The COVE tool allows a user to see possible coincidences of two satellites. The above image shows the coincidences of ALOS-2 with Landsat 7 over a one week period.
In the past, the COVE tool only allowed for this analysis to be done on historical, operational, or notional satellite missions with known orbit data, which COVE could then use to predict the propagation of the orbit accurately, within the bounds of the model’s assumptions, for up to three (3) months passed the last-known orbit data. This has proven extremely useful for those missions that the orbit data is known; however, it was limited to these missions.

Mission planning is another task which includes the prediction of satellite orbits, a task the COVE tool was well equipped for.
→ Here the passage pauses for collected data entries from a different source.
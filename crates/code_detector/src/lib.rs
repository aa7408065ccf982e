//! Verification-code detection
//!
//! Fixed regular-expression rules for spotting one-time codes (login codes,
//! OTPs, confirmation numbers) in normalized message text. Rules are grouped
//! into named pattern sets so the caller selects a set once and passes it
//! down, instead of dispatching on raw pattern strings.

use once_cell::sync::Lazy;
use regex::Regex;

// ---------------------------------------------------------------------------
// Compiled rules
// ---------------------------------------------------------------------------

static NUMERIC_6: Lazy<Regex> = Lazy::new(|| Regex::new(r"\b\d{6}\b").expect("valid regex"));

static NUMERIC_4_TO_8: Lazy<Regex> =
    Lazy::new(|| Regex::new(r"\b\d{4,8}\b").expect("valid regex"));

static ALPHANUMERIC: Lazy<Regex> =
    Lazy::new(|| Regex::new(r"\b[A-Z0-9]{6,10}\b").expect("valid regex"));

// "code is 123456", "passcode: 1234", "OTP 98765432"
static KEYWORD_BEFORE: Lazy<Regex> = Lazy::new(|| {
    Regex::new(r"(?i)\b(?:code|passcode|otp|pin)\b[^0-9\n]{0,20}?\b([0-9]{4,8})\b")
        .expect("valid regex")
});

// "123456 is your verification code"
static KEYWORD_AFTER: Lazy<Regex> = Lazy::new(|| {
    Regex::new(r"(?i)\b([0-9]{4,8})\b\s+is\s+your\b[^\n]{0,30}?\b(?:code|passcode|otp|pin)\b")
        .expect("valid regex")
});

/// A single detection rule.
#[derive(Debug, Clone, Copy, PartialEq, Eq, Hash)]
pub enum CodePattern {
    /// Standalone six digit number
    Numeric6,
    /// Standalone number of four to eight digits
    Numeric4To8,
    /// Upper-case token of 6-10 characters mixing letters and digits
    Alphanumeric,
    /// A 4-8 digit number next to a code keyword ("code", "OTP", "passcode", "PIN")
    Keyword,
}

impl CodePattern {
    pub fn as_str(&self) -> &'static str {
        match self {
            Self::Numeric6 => "numeric6",
            Self::Numeric4To8 => "numeric4to8",
            Self::Alphanumeric => "alphanumeric",
            Self::Keyword => "keyword",
        }
    }

    /// All codes this rule finds in `text`, in order of appearance.
    pub fn find_all(&self, text: &str) -> Vec<String> {
        match self {
            Self::Numeric6 => collect_matches(&NUMERIC_6, text),
            Self::Numeric4To8 => collect_matches(&NUMERIC_4_TO_8, text),
            Self::Alphanumeric => ALPHANUMERIC
                .find_iter(text)
                .map(|m| m.as_str())
                .filter(|token| {
                    token.chars().any(|c| c.is_ascii_digit())
                        && token.chars().any(|c| c.is_ascii_uppercase())
                })
                .map(str::to_string)
                .collect(),
            Self::Keyword => {
                let mut found = collect_captures(&KEYWORD_BEFORE, text);
                for code in collect_captures(&KEYWORD_AFTER, text) {
                    if !found.contains(&code) {
                        found.push(code);
                    }
                }
                found
            }
        }
    }

    pub fn is_match(&self, text: &str) -> bool {
        match self {
            Self::Numeric6 => NUMERIC_6.is_match(text),
            Self::Numeric4To8 => NUMERIC_4_TO_8.is_match(text),
            Self::Alphanumeric => !self.find_all(text).is_empty(),
            Self::Keyword => KEYWORD_BEFORE.is_match(text) || KEYWORD_AFTER.is_match(text),
        }
    }
}

fn collect_matches(re: &Regex, text: &str) -> Vec<String> {
    re.find_iter(text).map(|m| m.as_str().to_string()).collect()
}

fn collect_captures(re: &Regex, text: &str) -> Vec<String> {
    re.captures_iter(text)
        .filter_map(|caps| caps.get(1).map(|m| m.as_str().to_string()))
        .collect()
}

// ---------------------------------------------------------------------------
// Pattern sets
// ---------------------------------------------------------------------------

const DEFAULT_RULES: &[CodePattern] = &[CodePattern::Keyword, CodePattern::Numeric6];
const STRICT_RULES: &[CodePattern] = &[CodePattern::Keyword];
const BROAD_RULES: &[CodePattern] = &[
    CodePattern::Keyword,
    CodePattern::Numeric6,
    CodePattern::Numeric4To8,
    CodePattern::Alphanumeric,
];

/// Named group of detection rules, chosen by the caller.
#[derive(Debug, Clone, Default)]
pub enum PatternSet {
    /// Keyword rule plus standalone six digit numbers
    #[default]
    Default,
    /// Keyword rule only
    Strict,
    /// Every built-in rule
    Broad,
    /// A caller-supplied expression. Capture group 1 is the code when present,
    /// otherwise the whole match.
    Custom(Regex),
}

impl PatternSet {
    /// Look up a built-in set by name ("default", "strict", "broad").
    pub fn from_name(name: &str) -> Option<Self> {
        match name.trim().to_lowercase().as_str() {
            "default" => Some(Self::Default),
            "strict" => Some(Self::Strict),
            "broad" => Some(Self::Broad),
            _ => None,
        }
    }

    pub fn custom(pattern: &str) -> Result<Self, regex::Error> {
        Regex::new(pattern).map(Self::Custom)
    }

    pub fn name(&self) -> &'static str {
        match self {
            Self::Default => "default",
            Self::Strict => "strict",
            Self::Broad => "broad",
            Self::Custom(_) => "custom",
        }
    }

    pub fn rules(&self) -> &'static [CodePattern] {
        match self {
            Self::Default => DEFAULT_RULES,
            Self::Strict => STRICT_RULES,
            Self::Broad => BROAD_RULES,
            Self::Custom(_) => &[],
        }
    }

    /// True if any rule of the set matches.
    pub fn detect(&self, text: &str) -> bool {
        match self {
            Self::Custom(re) => re.is_match(text),
            _ => self.rules().iter().any(|rule| rule.is_match(text)),
        }
    }

    /// Distinct codes found by the set, in rule order then appearance order.
    pub fn extract(&self, text: &str) -> Vec<String> {
        let mut codes: Vec<String> = Vec::new();
        let found = match self {
            Self::Custom(re) => re
                .captures_iter(text)
                .filter_map(|caps| caps.get(1).or_else(|| caps.get(0)))
                .map(|m| m.as_str().to_string())
                .collect(),
            _ => self
                .rules()
                .iter()
                .flat_map(|rule| rule.find_all(text))
                .collect::<Vec<_>>(),
        };
        for code in found {
            if !codes.contains(&code) {
                codes.push(code);
            }
        }
        codes
    }
}
//! Mail retrieval seam
//!
//! The sync engine only talks to a `MailSource`. The IMAP adapter in
//! `adapters::imap` is the production implementation; `memory` backs tests
//! and offline runs.

pub mod memory;

use async_trait::async_trait;

use crate::error::MailsiftError;
use crate::types::RemoteId;
pub use memory::MemoryMailSource;

#[async_trait]
pub trait MailSource: Send + Sync {
    /// Current identity token of the mailbox (IMAP UIDVALIDITY).
    async fn epoch(&self) -> Result<String, MailsiftError>;

    /// Every identifier in the mailbox, ascending.
    async fn list_identifiers(&self) -> Result<Vec<RemoteId>, MailsiftError>;

    /// Identifiers strictly above `highest`, ascending. Sources that can
    /// search server-side override this.
    async fn list_identifiers_after(&self, highest: RemoteId) -> Result<Vec<RemoteId>, MailsiftError> {
        let all = self.list_identifiers().await?;
        Ok(all.into_iter().filter(|&id| id > highest).collect())
    }

    /// Raw RFC 5322 bytes, or None if the message no longer exists.
    async fn fetch_raw(&self, remote_id: RemoteId) -> Result<Option<Vec<u8>>, MailsiftError>;

    /// Short human-readable name for logs.
    fn describe(&self) -> String;
}
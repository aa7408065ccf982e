//! Local state directory: metadata database, vector index and sync lock
//!
//! Layout under the state root:
//! - `mailsift.db`: the metadata store
//! - `index/`: persisted vector index generations
//! - `sync.lock`: held for the duration of a sync cycle

pub mod lock;

use std::collections::BTreeMap;
use std::path::{Path, PathBuf};
use std::sync::{Arc, RwLock, RwLockReadGuard, RwLockWriteGuard};
use std::time::{Duration, Instant};
use tracing::{info, warn};

use crate::adapters::sqlite::{self, DbPool};
use crate::error::MailsiftError;
use crate::index::hnsw::HnswParams;
use crate::index::{persist, VectorIndex};
use crate::logging::fmt_ms;
use crate::types::{RemoteId, Slot, SyncState};
pub use lock::SyncLock;

pub type SharedIndex = Arc<RwLock<VectorIndex>>;

const DB_FILE: &str = "mailsift.db";
const INDEX_DIR: &str = "index";
const LOCK_FILE: &str = "sync.lock";

#[derive(Debug, Clone, Copy, PartialEq, Eq)]
pub enum OpenMode {
    /// Sync and rebuild may write the state directory
    ReadWrite,
    /// Readers (search, list, status) never write; a broken index is rebuilt in memory only
    ReadOnly,
}

/// Settings needed to open the state directory.
#[derive(Debug, Clone)]
pub struct StateOptions {
    pub dimension: usize,
    pub index: HnswParams,
    pub busy_timeout: Duration,
    pub mode: OpenMode,
}

pub struct LocalState {
    root: PathBuf,
    pool: DbPool,
    index: SharedIndex,
    options: StateOptions,
}

impl LocalState {
    /// Open the state directory, loading the persisted index or rebuilding
    /// it from the metadata store when it is missing or unusable.
    pub fn open(root: &Path, options: StateOptions) -> Result<Self, MailsiftError> {
        std::fs::create_dir_all(root)
            .map_err(|e| MailsiftError::Io(format!("Failed to create state dir {}: {}", root.display(), e)))?;

        let pool = sqlite::pool::create_pool(&root.join(DB_FILE), options.busy_timeout)?;

        let (state, stored_dimension) = {
            let conn = pool.get()?;
            (
                sqlite::sync_state::load_sync_state(&conn)?,
                sqlite::messages::embedding_dimension(&conn)?,
            )
        };

        if let Some(stored) = stored_dimension {
            if stored != options.dimension {
                return Err(MailsiftError::Config(format!(
                    "stored embeddings have dimension {}, embedder produces {}; \
                     use a new state_dir or the original embedding model",
                    stored, options.dimension
                )));
            }
        }

        let empty = VectorIndex::new(options.dimension, options.index);
        let local = Self {
            root: root.to_path_buf(),
            pool,
            index: Arc::new(RwLock::new(empty)),
            options,
        };

        let index_dir = local.index_dir();
        let nothing_stored = stored_dimension.is_none() && !persist::exists(&index_dir);
        if nothing_stored {
            if let Ok(mut index) = local.index.write() {
                index.set_generation(state.index_generation);
            }
            return Ok(local);
        }

        match persist::load(&index_dir, state.index_generation, local.options.dimension)
            .and_then(|index| local.check_against_store(index))
        {
            Ok(index) => {
                *local.write_index()? = index;
            }
            Err(MailsiftError::CorruptIndex(reason)) => {
                warn!("Persisted index unusable ({}), rebuilding from metadata", reason);
                local.rebuild_index()?;
            }
            Err(e) => return Err(e),
        }

        Ok(local)
    }

    /// Reject a loaded index whose mapping disagrees with the metadata store.
    fn check_against_store(&self, index: VectorIndex) -> Result<VectorIndex, MailsiftError> {
        let conn = self.pool.get()?;
        verify_bijection(&conn, &index).map_err(|e| match e {
            MailsiftError::Consistency(msg) => MailsiftError::CorruptIndex(msg),
            other => other,
        })?;
        Ok(index)
    }

    pub fn root(&self) -> &Path {
        &self.root
    }

    pub fn pool(&self) -> &DbPool {
        &self.pool
    }

    pub fn options(&self) -> &StateOptions {
        &self.options
    }

    pub fn mode(&self) -> OpenMode {
        self.options.mode
    }

    pub fn db_path(&self) -> PathBuf {
        self.root.join(DB_FILE)
    }

    pub fn index_dir(&self) -> PathBuf {
        self.root.join(INDEX_DIR)
    }

    pub fn lock(&self) -> Result<SyncLock, MailsiftError> {
        SyncLock::acquire(&self.root.join(LOCK_FILE))
    }

    pub fn load_sync_state(&self) -> Result<SyncState, MailsiftError> {
        let conn = self.pool.get()?;
        sqlite::sync_state::load_sync_state(&conn)
    }

    pub fn read_index(&self) -> Result<RwLockReadGuard<'_, VectorIndex>, MailsiftError> {
        self.index
            .read()
            .map_err(|_| MailsiftError::Consistency("index lock poisoned".into()))
    }

    pub fn write_index(&self) -> Result<RwLockWriteGuard<'_, VectorIndex>, MailsiftError> {
        self.index
            .write()
            .map_err(|_| MailsiftError::Consistency("index lock poisoned".into()))
    }

    /// Rebuild the index from stored embeddings and, in read-write mode,
    /// write back reassigned slots and persist it. Returns the entry count.
    pub fn rebuild_index(&self) -> Result<usize, MailsiftError> {
        let mut guard = self.write_index()?;
        self.rebuild_locked(&mut guard)
    }

    /// Rebuild while the caller already holds the index write lock.
    pub(crate) fn rebuild_locked(&self, index: &mut VectorIndex) -> Result<usize, MailsiftError> {
        let start = Instant::now();
        let mut conn = self.pool.get()?;
        let state = sqlite::sync_state::load_sync_state(&conn)?;
        let rows = sqlite::messages::all_embeddings(&conn)?;

        let (mut rebuilt, reassigned) = VectorIndex::rebuild(
            self.options.dimension,
            self.options.index,
            rows.into_iter().map(|r| (r.remote_id, r.slot, r.embedding)),
        )?;
        rebuilt.set_generation(state.index_generation);

        if self.options.mode == OpenMode::ReadWrite {
            if !reassigned.is_empty() {
                let tx = conn.transaction()?;
                // Clear first so reassigned slots never collide with stale values
                for (remote_id, _) in &reassigned {
                    tx.execute(
                        "UPDATE messages SET slot = NULL WHERE remote_id = ?1",
                        [*remote_id as i64],
                    )?;
                }
                for (remote_id, slot) in &reassigned {
                    sqlite::messages::set_slot(&tx, *remote_id, *slot)?;
                }
                tx.commit()?;
            }
            persist::save(&self.index_dir(), &rebuilt)?;
        }
        drop(conn);

        let count = rebuilt.len();
        *index = rebuilt;
        info!(
            entries = count,
            reassigned = reassigned.len(),
            "Rebuilt vector index from metadata in {}",
            fmt_ms(start.elapsed())
        );
        Ok(count)
    }

    /// Bijection check between message rows and index mapping.
    pub fn check_invariants(&self) -> Result<(), MailsiftError> {
        let index = self.read_index()?;
        let conn = self.pool.get()?;
        verify_bijection(&conn, &index)
    }
}

/// Every row holds a slot, every live slot maps to exactly that row, and
/// nothing else is live in the index.
pub fn verify_bijection(conn: &rusqlite::Connection, index: &VectorIndex) -> Result<(), MailsiftError> {
    let rows = sqlite::messages::all_slots(conn)?;
    let mut expected: BTreeMap<Slot, RemoteId> = BTreeMap::new();

    for (remote_id, slot) in rows {
        let Some(slot) = slot else {
            return Err(MailsiftError::Consistency(format!(
                "message {} has no slot",
                remote_id
            )));
        };
        expected.insert(slot, remote_id);
        match index.remote_id(slot) {
            Some(mapped) if mapped == remote_id => {}
            Some(mapped) => {
                return Err(MailsiftError::Consistency(format!(
                    "slot {} belongs to message {} in the store but {} in the index",
                    slot, remote_id, mapped
                )))
            }
            None => {
                return Err(MailsiftError::Consistency(format!(
                    "slot {} of message {} is not in the index",
                    slot, remote_id
                )))
            }
        }
    }

    if let Some((slot, remote_id)) = index.mappings().find(|(s, _)| !expected.contains_key(s)) {
        return Err(MailsiftError::Consistency(format!(
            "index slot {} (message {}) has no row in the store",
            slot, remote_id
        )));
    }
    Ok(())
}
However, in mission planning exercises, the orbit data of the satellite is unknown. Based on this need, we wanted to extend COVE to include customized missions, in which the user could define the orbit parameters and the COVE tool would then predict the orbit of the customized mission through a numerical propagation. I had the opportunity to be the lead developer for this new feature, which recently went live and can be accessed through the Custom Missions tab on the right of the COVE tool, as shown in the video below. This is an important addition to the COVE tool, as it allows for better planning of potential future missions and will hopefully help to improve satellite coverage of Earth in the future.

Video Summary:
00:07:04 - The "Custom" Missions and Instruments tab shows a list of the current user's custom missions. Currently, we do not have any custom missions.
00:09:03 - To create a custom mission, choose "Custom Missions" on the right panel. First, we need to "Add Mission." Once we have a mission we can add additional instruments to the instrument or delete the mission.
00:20:15 - After choosing a mission name, we need to decide if we want to use an existing mission's orbit or define a custom orbit. We want to create a custom orbit. Clicking on "Custom defined orbit" gives three more options. A circular orbit is the most basic and for the novice user. A repeating sun synchronous orbit is a subset of circular orbits that must cover each area around the same time. For example, if the satellite passes over Hampton, VA at 10:00 AM, its next pass over Hampton should also be at 10:00 AM. The advanced orbit is for the experienced user and allows full control over the orbital parameters. We will create a repeating sun synchronous orbit, similar to Landsat 8.
00:33:14 - When creating a repeating sun synchronous orbit, the altitude given is only an estimate as only certain inclination/altitude pairs are able to repeat. Thus, the user has the option to calculate the inclination and altitude that will be used.
00:37:24 - The instrument and mode, along with the altitude of the orbit we just defined, determine the swath size of the potential images the satellite will be able to take.
00:49:23 - We need to define "Field of View" and "Pointing Angle" of the instrument. We will also choose "Daylight only," our custom mission will only take images during the daylight hours. This is useful because many optical satellites, such as Landsat 8 are "Daylight only" since they cannot take good optical images at night.
01:02:06 - We will now choose a date range over which we will propagate the orbit to see what our satellite's path will look like.
01:21:18 - We can now see what path our satellite will take during the daylight hours, since we chose "Daylight only."

This project was only possible thanks to other key AMA associates involved, namely Shaun Deacon--project lead and aerospace engineer, Andrew Cherry--developer and ODU graduate, and Jesse Harrison--developer.